What are/ is the Blue Humanities? Towards a New Epistemic Horizon in the Study of Water, Politics, and Culture
DOI:
https://doi.org/10.47874/kzz2zt84Keywords:
Blue Humanities, hydro-politics, thinking with water, blue cultural studies, oceanic thinking, Arabic Blue Humanities, material ecocriticismAbstract
This article seeks to fill a clear gap in Arabic scholarship on the Blue Humanities, a field that has rapidly expanded and became increasingly institutionalized in Western academia over the past two decades. It represents one of the first academic texts in Arabic to offer a conceptual and theoretical introduction to this emerging field, beginning from a central question: how can the Blue Humanities reorient the study of water, politics, and culture in the Arab context? The study adopts a theoretical-conceptual methodology that combines a critical review of foundational scholarship in the field with an analysis of selected Arab examples as exploratory models rather than fully developed case studies. The field of the Blue Humanities reorients the humanities and social sciences toward water and oceans as central spaces for understanding history, culture, and politics. It begins by critiquing the dominance of land-based and nation-state frameworks in academic analysis and demonstrates how thinking through and with water enables new interpretations of the relationships between humans, environments, economies, and power.

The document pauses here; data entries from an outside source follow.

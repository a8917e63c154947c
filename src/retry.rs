//! Retry logic with a failure budget and free rate-limit retries
//!
//! A failed attempt either spends one unit of budget and waits
//! [`RetryConfig::retry_delay`], or, when the upstream signalled rate limiting,
//! waits [`RetryConfig::rate_limit_delay`] and retries without spending anything.
//! Rate-limited retries are unbounded: they stop only when the upstream stops
//! answering 429 or the cancellation token fires.
//!
//! # Example
//!
//! ```no_run
//! use manifest_dl::retry::{IsRateLimited, RetryError, retry_with_budget};
//! use manifest_dl::config::RetryConfig;
//! use tokio_util::sync::CancellationToken;
//!
//! #[derive(Debug)]
//! enum MyError {
//!     Busy,
//!     Broken,
//! }
//!
//! impl std::fmt::Display for MyError {
//!     fn fmt(&self, f: &mut std::fmt::Formatter<'_>) -> std::fmt::Result {
//!         write!(f, "{self:?}")
//!     }
//! }
//!
//! impl IsRateLimited for MyError {
//!     fn is_rate_limited(&self) -> bool {
//!         matches!(self, MyError::Busy)
//!     }
//! }
//!
//! # async fn example() -> Result<(), RetryError<MyError>> {
//! let config = RetryConfig::default();
//! let cancel = CancellationToken::new();
//! let value = retry_with_budget(&config, &cancel, |_| {}, || async {
//!     Ok::<_, MyError>(42)
//! }).await?;
//! # Ok(())
//! # }
//! ```

use crate::config::RetryConfig;
use crate::utils::sleep_or_cancel;
use std::future::Future;
use std::time::Duration;
use tokio_util::sync::CancellationToken;

/// Trait for failures that can be classified as rate limiting
///
/// Rate-limited failures never spend retry budget.
pub trait IsRateLimited {
    /// Returns true if the upstream asked the caller to slow down
    fn is_rate_limited(&self) -> bool;
}

/// Why [`retry_with_budget`] gave up
#[derive(Debug, thiserror::Error)]
pub enum RetryError<E> {
    /// Every unit of budget was spent on failures
    #[error("gave up after {attempts} attempts: {last}")]
    Exhausted {
        /// Budget-consuming attempts made
        attempts: u32,
        /// The failure of the final attempt
        last: E,
    },
    /// The cancellation token fired
    #[error("cancelled")]
    Cancelled,
}

/// Backoff notification passed to the observer before each wait
#[derive(Clone, Debug, PartialEq, Eq)]
pub enum RetryNotice {
    /// Waiting after a rate-limit signal; budget untouched
    RateLimited {
        /// Wait before the next attempt
        delay: Duration,
    },
    /// Waiting after a budget-consuming failure
    Retrying {
        /// Budget-consuming attempts so far
        attempt: u32,
        /// Budget left
        remaining: u32,
        /// Wait before the next attempt
        delay: Duration,
        /// Failure description
        error: String,
    },
}

/// Execute an async operation under a retry budget
///
/// # Arguments
///
/// * `config` - Budget and the two backoff delays
/// * `cancel` - Checked before every attempt and raced against every request and sleep
/// * `notify` - Called with a [`RetryNotice`] before each backoff sleep
/// * `operation` - Async closure producing one attempt
///
/// # Returns
///
/// The first successful value, [`RetryError::Exhausted`] once `max_attempts` failures
/// have been observed (the next attempt is never made), or [`RetryError::Cancelled`].
pub async fn retry_with_budget<F, Fut, T, E, N>(
    config: &RetryConfig,
    cancel: &CancellationToken,
    mut notify: N,
    mut operation: F,
) -> Result<T, RetryError<E>>
where
    F: FnMut() -> Fut,
    Fut: Future<Output = Result<T, E>>,
    E: IsRateLimited + std::fmt::Display,
    N: FnMut(RetryNotice),
{
    let mut remaining = config.max_attempts;
    let mut attempts = 0u32;
    let mut rate_limited = 0u64;

    loop {
        if cancel.is_cancelled() {
            return Err(RetryError::Cancelled);
        }

        let result = tokio::select! {
            biased;
            _ = cancel.cancelled() => return Err(RetryError::Cancelled),
            result = operation() => result,
        };

        match result {
            Ok(value) => {
                if attempts > 0 || rate_limited > 0 {
                    tracing::info!(
                        failed_attempts = attempts,
                        rate_limited,
                        "operation succeeded after retry"
                    );
                }
                return Ok(value);
            }
            Err(e) if e.is_rate_limited() => {
                rate_limited += 1;
                let delay = config.rate_limit_delay;
                tracing::warn!(
                    error = %e,
                    rate_limited,
                    delay_ms = delay.as_millis() as u64,
                    "rate limited, backing off without spending retry budget"
                );
                notify(RetryNotice::RateLimited { delay });
                if sleep_or_cancel(cancel, delay).await.is_err() {
                    return Err(RetryError::Cancelled);
                }
            }
            Err(e) => {
                attempts += 1;
                remaining = remaining.saturating_sub(1);

                if remaining == 0 {
                    tracing::error!(
                        error = %e,
                        attempts,
                        "operation failed after all retry attempts exhausted"
                    );
                    return Err(RetryError::Exhausted { attempts, last: e });
                }

                let delay = config.retry_delay;
                tracing::warn!(
                    error = %e,
                    attempt = attempts,
                    remaining,
                    delay_ms = delay.as_millis() as u64,
                    "operation failed, retrying"
                );
                notify(RetryNotice::Retrying {
                    attempt: attempts,
                    remaining,
                    delay,
                    error: e.to_string(),
                });
                if sleep_or_cancel(cancel, delay).await.is_err() {
                    return Err(RetryError::Cancelled);
                }
            }
        }
    }
}

// unwrap/expect are acceptable in tests for concise failure-on-error assertions
#[allow(clippy::unwrap_used, clippy::expect_used)]
#[cfg(test)]
mod tests {
    use super::*;
    use std::sync::Arc;
    use std::sync::atomic::{AtomicU32, Ordering};

    #[derive(Debug, thiserror::Error)]
    enum TestError {
        #[error("HTTP 429")]
        RateLimited,
        #[error("HTTP 500")]
        Broken,
    }

    impl IsRateLimited for TestError {
        fn is_rate_limited(&self) -> bool {
            matches!(self, TestError::RateLimited)
        }
    }

    fn fast_config(max_attempts: u32) -> RetryConfig {
        RetryConfig {
            max_attempts,
            retry_delay: Duration::from_millis(1),
            rate_limit_delay: Duration::from_millis(1),
        }
    }

    #[test]
    fn test_retry_error_messages() {
        let exhausted: RetryError<TestError> = RetryError::Exhausted {
            attempts: 10,
            last: TestError::Broken,
        };
        assert_eq!(exhausted.to_string(), "gave up after 10 attempts: HTTP 500");
        assert_eq!(RetryError::<TestError>::Cancelled.to_string(), "cancelled");

        let boxed: Box<dyn std::error::Error> = Box::new(exhausted);
        assert!(boxed.source().is_none());
    }

    #[tokio::test]
    async fn test_success_no_retry() {
        let config = fast_config(10);
        let cancel = CancellationToken::new();
        let counter = Arc::new(AtomicU32::new(0));
        let counter_clone = counter.clone();

        let result = retry_with_budget(&config, &cancel, |_| {}, || {
            let counter = counter_clone.clone();
            async move {
                counter.fetch_add(1, Ordering::SeqCst);
                Ok::<_, TestError>(42)
            }
        })
        .await;

        assert_eq!(result.unwrap(), 42);
        assert_eq!(counter.load(Ordering::SeqCst), 1, "should only call once");
    }

    #[tokio::test]
    async fn test_budget_exhausted_after_exactly_max_attempts() {
        let config = fast_config(10);
        let cancel = CancellationToken::new();
        let counter = Arc::new(AtomicU32::new(0));
        let counter_clone = counter.clone();
        let mut notices = Vec::new();

        let result = retry_with_budget(&config, &cancel, |n| notices.push(n), || {
            let counter = counter_clone.clone();
            async move {
                counter.fetch_add(1, Ordering::SeqCst);
                Err::<i32, _>(TestError::Broken)
            }
        })
        .await;

        match result {
            Err(RetryError::Exhausted { attempts, last }) => {
                assert_eq!(attempts, 10);
                assert_eq!(last.to_string(), "HTTP 500");
            }
            other => panic!("expected exhaustion, got {other:?}"),
        }
        assert_eq!(
            counter.load(Ordering::SeqCst),
            10,
            "the 11th attempt must never be made"
        );
        // No backoff after the final failure
        assert_eq!(notices.len(), 9);
        assert_eq!(
            notices.last(),
            Some(&RetryNotice::Retrying {
                attempt: 9,
                remaining: 1,
                delay: Duration::from_millis(1),
                error: "HTTP 500".into(),
            })
        );
    }

    #[tokio::test]
    async fn test_rate_limit_never_spends_budget() {
        // Budget of 1: a single genuine failure would end the run
        let config = fast_config(1);
        let cancel = CancellationToken::new();
        let counter = Arc::new(AtomicU32::new(0));
        let counter_clone = counter.clone();
        let mut rate_limit_notices = 0;

        let result = retry_with_budget(
            &config,
            &cancel,
            |n| {
                if matches!(n, RetryNotice::RateLimited { .. }) {
                    rate_limit_notices += 1;
                }
            },
            || {
                let counter = counter_clone.clone();
                async move {
                    let count = counter.fetch_add(1, Ordering::SeqCst);
                    if count < 50 {
                        Err(TestError::RateLimited)
                    } else {
                        Ok("payload")
                    }
                }
            },
        )
        .await;

        assert_eq!(result.unwrap(), "payload");
        assert_eq!(counter.load(Ordering::SeqCst), 51);
        assert_eq!(rate_limit_notices, 50);
    }

    #[tokio::test]
    async fn test_rate_limits_interleaved_with_failures() {
        let config = fast_config(3);
        let cancel = CancellationToken::new();
        let counter = Arc::new(AtomicU32::new(0));
        let counter_clone = counter.clone();

        // 429, 500, 429, 500, 429, 500 -> third genuine failure exhausts the budget
        let result = retry_with_budget(&config, &cancel, |_| {}, || {
            let counter = counter_clone.clone();
            async move {
                let count = counter.fetch_add(1, Ordering::SeqCst);
                if count % 2 == 0 {
                    Err::<(), _>(TestError::RateLimited)
                } else {
                    Err(TestError::Broken)
                }
            }
        })
        .await;

        assert!(matches!(
            result,
            Err(RetryError::Exhausted { attempts: 3, .. })
        ));
        assert_eq!(counter.load(Ordering::SeqCst), 6);
    }

    #[tokio::test]
    async fn test_retry_transient_then_succeed() {
        let config = fast_config(10);
        let cancel = CancellationToken::new();
        let counter = Arc::new(AtomicU32::new(0));
        let counter_clone = counter.clone();

        let result = retry_with_budget(&config, &cancel, |_| {}, || {
            let counter = counter_clone.clone();
            async move {
                let count = counter.fetch_add(1, Ordering::SeqCst);
                if count < 2 {
                    Err(TestError::Broken)
                } else {
                    Ok(7)
                }
            }
        })
        .await;

        assert_eq!(result.unwrap(), 7);
        assert_eq!(counter.load(Ordering::SeqCst), 3);
    }

    #[tokio::test]
    async fn test_retry_delay_is_applied() {
        let config = RetryConfig {
            max_attempts: 3,
            retry_delay: Duration::from_millis(30),
            rate_limit_delay: Duration::from_millis(1),
        };
        let cancel = CancellationToken::new();
        let start = std::time::Instant::now();

        let _ = retry_with_budget(&config, &cancel, |_| {}, || async {
            Err::<(), _>(TestError::Broken)
        })
        .await;

        // Two sleeps between three attempts
        assert!(
            start.elapsed() >= Duration::from_millis(60),
            "waited {:?}",
            start.elapsed()
        );
    }

    #[tokio::test]
    async fn test_cancel_interrupts_rate_limit_backoff() {
        let config = RetryConfig {
            max_attempts: 10,
            retry_delay: Duration::from_secs(2),
            rate_limit_delay: Duration::from_secs(60),
        };
        let cancel = CancellationToken::new();
        let trigger = cancel.clone();
        tokio::spawn(async move {
            tokio::time::sleep(Duration::from_millis(50)).await;
            trigger.cancel();
        });

        let start = std::time::Instant::now();
        let result = retry_with_budget(&config, &cancel, |_| {}, || async {
            Err::<(), _>(TestError::RateLimited)
        })
        .await;

        assert!(matches!(result, Err(RetryError::Cancelled)));
        assert!(start.elapsed() < Duration::from_secs(5));
    }

    #[tokio::test]
    async fn test_cancelled_before_first_attempt() {
        let config = fast_config(10);
        let cancel = CancellationToken::new();
        cancel.cancel();
        let counter = Arc::new(AtomicU32::new(0));
        let counter_clone = counter.clone();

        let result = retry_with_budget(&config, &cancel, |_| {}, || {
            let counter = counter_clone.clone();
            async move {
                counter.fetch_add(1, Ordering::SeqCst);
                Ok::<_, TestError>(())
            }
        })
        .await;

        assert!(matches!(result, Err(RetryError::Cancelled)));
        assert_eq!(counter.load(Ordering::SeqCst), 0);
    }
}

The article also outlines key theoretical frameworks that inform Blue Humanities, including posthumanism, wet ontologies, hydrofeminism, material ecocriticism, thinking with water, archipelagic thinking, and planetary thinking. It then explores the social and political applications of this field, addressing issues such as coastal communities and Indigenous knowledge, water justice, maritime geopolitics, and migration across seas. The study concludes by highlighting how this framework can contribute to rereading the Arab context through examples such as Jerusalem, Gaza, and the Red Sea. However, this study does not attempt to cover all dimensions of the Blue Humanities; rather, it offers an initial conceptual entry point that opens the door wide to further Arabic scholarship in this field, with the aim of advancing toward an “Arab Blue Humanities” that places water at the center of attention and enables a deeper understanding of all aspects of everyday life.